--- INSTRUCTIONS FOR THE TASK ---
Where does the string "Certificate" occur in the records? Copy each line that holds it.

--- SUPPLIED RECORDS ---
=== Section Start ===

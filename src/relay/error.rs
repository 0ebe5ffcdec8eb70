//! Relay error types
//!
//! Every session-level failure is tagged with the phase it happened in and the
//! operation that failed, so the acceptor can report a precise cause.

use std::fmt;
use std::io;
use std::path::PathBuf;
use thiserror::Error;

/// Result type for relay operations
pub type Result<T> = std::result::Result<T, RelayError>;

/// Session phase
#[derive(Debug, Clone, Copy, PartialEq, Eq)]
pub enum Phase {
    /// Before the STARTTLS upgrade
    Plaintext,
    /// After both sides were re-wrapped in TLS
    Tls,
}

impl fmt::Display for Phase {
    fn fmt(&self, f: &mut fmt::Formatter<'_>) -> fmt::Result {
        match self {
            Phase::Plaintext => f.write_str("plaintext"),
            Phase::Tls => f.write_str("TLS"),
        }
    }
}

/// Operation that failed within a session
#[derive(Debug, Clone, Copy, PartialEq, Eq)]
pub enum Operation {
    Connect,
    ClientRead,
    ServerRead,
    ClientWrite,
    ServerWrite,
    ClientHandshake,
    ServerHandshake,
}

impl fmt::Display for Operation {
    fn fmt(&self, f: &mut fmt::Formatter<'_>) -> fmt::Result {
        let text = match self {
            Operation::Connect => "connect to server",
            Operation::ClientRead => "read from client",
            Operation::ServerRead => "read from server",
            Operation::ClientWrite => "write to client",
            Operation::ServerWrite => "write to server",
            Operation::ClientHandshake => "complete TLS handshake with client",
            Operation::ServerHandshake => "complete TLS handshake with server",
        };
        f.write_str(text)
    }
}

/// Relay errors
#[derive(Error, Debug)]
pub enum RelayError {
    /// Listener could not be set up
    #[error("failed to listen on {addr}: {source}")]
    Listen {
        addr: String,
        #[source]
        source: io::Error,
    },

    /// Accepting a connection failed
    #[error("failed to accept connection: {0}")]
    Accept(#[source] io::Error),

    /// TLS key pair could not be loaded or built
    #[error("can not load TLS key pair: {0}")]
    Certificate(String),

    /// Log directory could not be scanned at startup
    #[error("can not scan log directory {}: {source}", path.display())]
    LogDir {
        path: PathBuf,
        #[source]
        source: io::Error,
    },

    /// Upstream dial failed
    #[error("plaintext session terminated: failed to connect to server {addr}: {source}")]
    Connect {
        addr: String,
        #[source]
        source: io::Error,
    },

    /// Read or write failure on an established endpoint
    #[error("{phase} session terminated: failed to {operation}: {source}")]
    Transport {
        phase: Phase,
        operation: Operation,
        #[source]
        source: io::Error,
    },

    /// TLS negotiation failure in either role
    #[error("{phase} session terminated: failed to {operation}: {source}")]
    Handshake {
        phase: Phase,
        operation: Operation,
        #[source]
        source: io::Error,
    },

    /// Per-session log file could not be created
    #[error("can not create session log {}: {source}", path.display())]
    LogCreate {
        path: PathBuf,
        #[source]
        source: io::Error,
    },
}

impl RelayError {
    /// Create a transport error
    pub fn transport(phase: Phase, operation: Operation, source: io::Error) -> Self {
        Self::Transport {
            phase,
            operation,
            source,
        }
    }

    /// Create a handshake error
    pub fn handshake(operation: Operation, source: io::Error) -> Self {
        Self::Handshake {
            phase: Phase::Tls,
            operation,
            source,
        }
    }

    /// Errors that abort the whole process rather than a single session
    pub fn is_fatal(&self) -> bool {
        matches!(
            self,
            RelayError::Listen { .. }
                | RelayError::Accept(_)
                | RelayError::Certificate(_)
                | RelayError::LogDir { .. }
        )
    }

    /// Failed operation, when the error belongs to one
    pub fn operation(&self) -> Option<Operation> {
        match self {
            RelayError::Connect { .. } => Some(Operation::Connect),
            RelayError::Transport { operation, .. } | RelayError::Handshake { operation, .. } => {
                Some(*operation)
            }
            _ => None,
        }
    }
}

#[cfg(test)]
mod tests {
    use super::*;

    #[test]
    fn test_transport_error_message_names_phase_and_operation() {
        let err = RelayError::transport(
            Phase::Plaintext,
            Operation::ClientRead,
            io::Error::new(io::ErrorKind::ConnectionReset, "reset"),
        );
        assert_eq!(
            err.to_string(),
            "plaintext session terminated: failed to read from client: reset"
        );
        assert_eq!(err.operation(), Some(Operation::ClientRead));
        assert!(!err.is_fatal());
    }

    #[test]
    fn test_connect_error_names_phase_and_operation() {
        let err = RelayError::Connect {
            addr: "127.0.0.1:5222".to_string(),
            source: io::Error::new(io::ErrorKind::ConnectionRefused, "refused"),
        };
        assert_eq!(
            err.to_string(),
            "plaintext session terminated: failed to connect to server 127.0.0.1:5222: refused"
        );
        assert_eq!(err.operation(), Some(Operation::Connect));
    }

    #[test]
    fn test_handshake_error_is_tls_phase() {
        let err = RelayError::handshake(
            Operation::ServerHandshake,
            io::Error::new(io::ErrorKind::InvalidData, "bad record"),
        );
        assert!(err.to_string().starts_with("TLS session terminated"));
        assert!(err.to_string().contains("handshake with server"));
    }

    #[test]
    fn test_fatal_classification() {
        let listen = RelayError::Listen {
            addr: "127.0.0.1:1".to_string(),
            source: io::Error::new(io::ErrorKind::AddrInUse, "in use"),
        };
        assert!(listen.is_fatal());
        assert!(RelayError::Certificate("missing".to_string()).is_fatal());

        let log = RelayError::LogCreate {
            path: PathBuf::from("/tmp/0001.log"),
            source: io::Error::new(io::ErrorKind::AlreadyExists, "exists"),
        };
        assert!(!log.is_fatal());
        assert!(log.to_string().contains("0001.log"));
    }
}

=== Section End ===

--- RESULT OF THE EXERCISE ---
    Certificate(String),
                | RelayError::Certificate(_)
        assert!(RelayError::Certificate("missing".to_string()).is_fatal());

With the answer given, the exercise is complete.